In the longer term, where do you think consolidation learning will have the greatest impact?
I am thinking of a system that can help you as a user to achieve your goals as efficiently as possible. A really powerful system that sees all the things you see, that has all the same senses that you have, that is able to help you achieve your goals in your life. I think it’s a really important one. Another transformation that looks long-term is something that could provide a personalized health care solution. There are issues of confidentiality and ethics that need to be addressed, but it will have great transformative value; will change the face of medicine and the quality of people’s lives.
Is there anything you think cars will learn to do in a lifetime?
I do not want to put a time limit, but I would say that everything a man can achieve, in the end I think a car can. The brain is a computational process, I don’t think magic happens there.

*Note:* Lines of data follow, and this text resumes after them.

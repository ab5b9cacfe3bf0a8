//! # Persistence Resolver
//!
//! Converts a flat, name-keyed zone list into `PersistedZone` rows for one
//! NGO through three strictly ordered passes:
//!
//! 1. **Roots** — every country and region, `parent_zone_id = null`.
//! 2. **Departments** — parent resolved through region name → `ZoneId`
//!    built from Pass 1's rows.
//! 3. **Municipalities** — parent resolved through department name →
//!    `ZoneId` built from Pass 2's rows; names shared by several
//!    municipalities are rewritten to `"<department> - <name>"` and the
//!    submitted name is kept in `original_name`.
//!
//! Names and parents come from [`ngoreg_zones::stored_form`], so every
//! stored name is unique per level once validation has passed.
//!
//! ## Orphans
//!
//! In [`ResolutionMode::Lenient`] a node whose parent is missing is logged
//! and stored as a root. In [`ResolutionMode::Strict`] the submission is
//! rejected before the first write.
//!
//! ## Failure
//!
//! A failed batch aborts the remaining passes and surfaces as
//! [`PersistenceBatchError`]. Rows from earlier passes are not removed here.

use std::collections::HashMap;

use serde::{Deserialize, Serialize};
use thiserror::Error;

use ngoreg_core::{
    CanonicalizationError, DuplicateZoneError, NewZone, NgoId, PersistedZone, UnresolvedParent,
    ZoneId, ZoneNode, ZoneType,
};
use ngoreg_zones::{stored_form, stored_names, validate, ValidationReport};

use crate::store::{StoreError, ZoneStore};

// ─── Configuration ───────────────────────────────────────────────────

/// What to do with a node whose declared parent is absent.
#[derive(Debug, Clone, Copy, Default, PartialEq, Eq, Serialize, Deserialize)]
#[serde(rename_all = "lowercase")]
pub enum ResolutionMode {
    /// Log a warning and persist the node as a root.
    #[default]
    Lenient,
    /// Reject the submission without writing anything.
    Strict,
}

impl std::str::FromStr for ResolutionMode {
    type Err = String;

    fn from_str(s: &str) -> Result<Self, Self::Err> {
        match s.to_ascii_lowercase().as_str() {
            "lenient" => Ok(Self::Lenient),
            "strict" => Ok(Self::Strict),
            other => Err(format!(
                "unknown resolution mode '{other}' (expected 'lenient' or 'strict')"
            )),
        }
    }
}

impl std::fmt::Display for ResolutionMode {
    fn fmt(&self, f: &mut std::fmt::Formatter<'_>) -> std::fmt::Result {
        f.write_str(match self {
            Self::Lenient => "lenient",
            Self::Strict => "strict",
        })
    }
}

// ─── Errors ──────────────────────────────────────────────────────────

/// The storage operation a batch error occurred in.
#[derive(Debug, Clone, Copy, PartialEq, Eq, Serialize, Deserialize)]
#[serde(rename_all = "lowercase")]
pub enum PersistencePass {
    Load,
    Delete,
    Roots,
    Departments,
    Municipalities,
    Commit,
}

impl PersistencePass {
    pub fn as_str(&self) -> &'static str {
        match self {
            Self::Load => "load",
            Self::Delete => "delete",
            Self::Roots => "roots",
            Self::Departments => "departments",
            Self::Municipalities => "municipalities",
            Self::Commit => "commit",
        }
    }
}

impl std::fmt::Display for PersistencePass {
    fn fmt(&self, f: &mut std::fmt::Formatter<'_>) -> std::fmt::Result {
        f.write_str(self.as_str())
    }
}

/// A storage batch failed.
#[derive(Error, Debug)]
#[error("zone batch failed during {pass} pass: {source}")]
pub struct PersistenceBatchError {
    pub pass: PersistencePass,
    #[source]
    pub source: StoreError,
}

impl PersistenceBatchError {
    pub fn new(pass: PersistencePass, source: StoreError) -> Self {
        Self { pass, source }
    }
}

/// Errors from resolving a zone list into stored rows.
#[derive(Error, Debug)]
pub enum ResolveError {
    /// The list contains structural duplicates; nothing was written.
    #[error(transparent)]
    Duplicate(#[from] DuplicateZoneError),

    /// Strict mode: orphaned nodes; nothing was written.
    #[error("{} zone(s) reference a missing parent", .0.len())]
    UnresolvedParents(Vec<UnresolvedParent>),

    /// A storage batch failed; later passes did not run.
    #[error(transparent)]
    Batch(#[from] PersistenceBatchError),

    /// The zone set could not be canonicalized for comparison.
    #[error("canonicalization error: {0}")]
    Canonicalization(#[from] CanonicalizationError),
}

// ─── Outcome ─────────────────────────────────────────────────────────

/// Rows written by one resolution, plus the orphans demoted to roots.
#[derive(Debug, Clone, Default, PartialEq, Eq, Serialize, Deserialize)]
pub struct ResolutionOutcome {
    /// Rows in pass order: roots, departments, municipalities.
    pub zones: Vec<PersistedZone>,
    pub warnings: Vec<UnresolvedParent>,
}

// ─── Resolver ────────────────────────────────────────────────────────

/// Validate a list and apply the resolution mode, without writing.
pub fn check(zones: &[ZoneNode], mode: ResolutionMode) -> Result<ValidationReport, ResolveError> {
    let report = validate(zones)?;
    if mode == ResolutionMode::Strict && !report.is_clean() {
        return Err(ResolveError::UnresolvedParents(report.warnings));
    }
    Ok(report)
}

/// Resolve `zones` into rows owned by `ngo_id` and write them through `store`.
pub async fn resolve_and_persist<S: ZoneStore>(
    store: &mut S,
    ngo_id: &NgoId,
    zones: &[ZoneNode],
    mode: ResolutionMode,
) -> Result<ResolutionOutcome, ResolveError> {
    let report = check(zones, mode)?;
    tracing::info!(
        ngo = %ngo_id,
        zones = zones.len(),
        orphans = report.warnings.len(),
        %mode,
        "resolving zone list"
    );

    let stored = stored_form(zones);
    let names = stored_names(&stored);
    let planned: Vec<(&ZoneNode, &String)> = stored.iter().zip(&names).collect();
    let mut persisted = Vec::with_capacity(zones.len());

    // Pass 1: roots.
    let roots: Vec<NewZone> = of_level(&planned, ZoneType::Country)
        .chain(of_level(&planned, ZoneType::Region))
        .map(|(z, name)| new_zone(z, name, None))
        .collect();
    let roots = write_pass(store, ngo_id, PersistencePass::Roots, roots).await?;
    let region_ids = ids_by_name(&roots, ZoneType::Region);
    persisted.extend(roots);

    // Pass 2: departments.
    let departments: Vec<NewZone> = of_level(&planned, ZoneType::Department)
        .map(|(z, name)| new_zone(z, name, lookup_parent(z, &region_ids)))
        .collect();
    let departments = write_pass(store, ngo_id, PersistencePass::Departments, departments).await?;
    let department_ids = ids_by_name(&departments, ZoneType::Department);
    persisted.extend(departments);

    // Pass 3: municipalities.
    let municipalities: Vec<NewZone> = of_level(&planned, ZoneType::Municipality)
        .map(|(z, name)| new_zone(z, name, lookup_parent(z, &department_ids)))
        .collect();
    let municipalities =
        write_pass(store, ngo_id, PersistencePass::Municipalities, municipalities).await?;
    persisted.extend(municipalities);

    tracing::info!(ngo = %ngo_id, rows = persisted.len(), "zone list persisted");
    Ok(ResolutionOutcome {
        zones: persisted,
        warnings: report.warnings,
    })
}

fn of_level<'a>(
    planned: &'a [(&'a ZoneNode, &'a String)],
    zone_type: ZoneType,
) -> impl Iterator<Item = (&'a ZoneNode, &'a String)> + 'a {
    planned
        .iter()
        .copied()
        .filter(move |(z, _)| z.zone_type == zone_type)
}

fn new_zone(z: &ZoneNode, stored_name: &str, parent_zone_id: Option<ZoneId>) -> NewZone {
    NewZone {
        zone_type: z.zone_type,
        name: stored_name.to_string(),
        parent_zone_id,
        original_name: (stored_name != z.name).then(|| z.name.clone()),
    }
}

/// Map stored names of `zone_type` rows to their keys. Validation has
/// already made names unique per level.
fn ids_by_name(rows: &[PersistedZone], zone_type: ZoneType) -> HashMap<String, ZoneId> {
    rows.iter()
        .filter(|r| r.zone_type == zone_type)
        .map(|r| (r.name.clone(), r.id.clone()))
        .collect()
}

fn lookup_parent(z: &ZoneNode, ids: &HashMap<String, ZoneId>) -> Option<ZoneId> {
    let found = z.parent_name.as_ref().and_then(|p| ids.get(p)).cloned();
    if found.is_none() {
        tracing::warn!(
            zone = %z.key(),
            "parent not resolved; persisting as root"
        );
    }
    found
}

async fn write_pass<S: ZoneStore>(
    store: &mut S,
    ngo_id: &NgoId,
    pass: PersistencePass,
    rows: Vec<NewZone>,
) -> Result<Vec<PersistedZone>, PersistenceBatchError> {
    if rows.is_empty() {
        return Ok(Vec::new());
    }
    let count = rows.len();
    let written = store.insert_batch(ngo_id, rows).await.map_err(|e| {
        tracing::error!(ngo = %ngo_id, %pass, error = %e, "zone batch failed");
        metrics::counter!("ngoreg_zone_batch_failures_total", "pass" => pass.as_str()).increment(1);
        PersistenceBatchError::new(pass, e)
    })?;
    metrics::counter!("ngoreg_zone_rows_written_total", "pass" => pass.as_str())
        .increment(count as u64);
    tracing::debug!(ngo = %ngo_id, %pass, rows = count, "zone batch written");
    Ok(written)
}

Can we get to the point where we can understand and implement algorithms as efficient and powerful as the human brain? Well, I don’t know what the time frame is. But I think the trip is interesting. And we should aim to achieve this. The first step in making this journey is to try to understand what it really means to gain intelligence? What problem are we trying to solve in solving intelligence?
Beyond practical uses, are you sure you can move from mastering games like chess and Atari to real intelligence? What makes you believe that learning through reinforcement will lead to cars with common sense understanding?
There is a hypothesis, we call it the reward-is-sufficient hypothesis, which says that the essential process of intelligence could be as simple as a system seeking to maximize its reward and that the process of trying to achieve a goal and achieve trying to maximize the reward is enough to give rise to all the attributes of intelligence that we see in natural intelligence. It is a hypothesis, we do not know if it is true, but it offers a direction to research.
If we take common sense specifically, the reward hypothesis is enough to say well, if common sense is useful to a system, it means that it should help it achieve its goals better.
You seem to think that your area of expertise – reinforcement learning – is in a sense fundamental to understanding or “solving” intelligence. Correct?
I really see it as very essential. I think the big question is, is it true? Because it certainly flies in the way of how many people see AI, meaning there is an incredibly complex collection of mechanisms involved in intelligence and each has its own type of problem that it solves or its own particular way of working or can that there is no clear definition of the problem for something like common sense. This theory says no, in fact there can be a very clear and simple way to think about all intelligence, which is that it is a goal optimization system and that if we find the way to optimize goals, very well, then all these other things will come out of this process.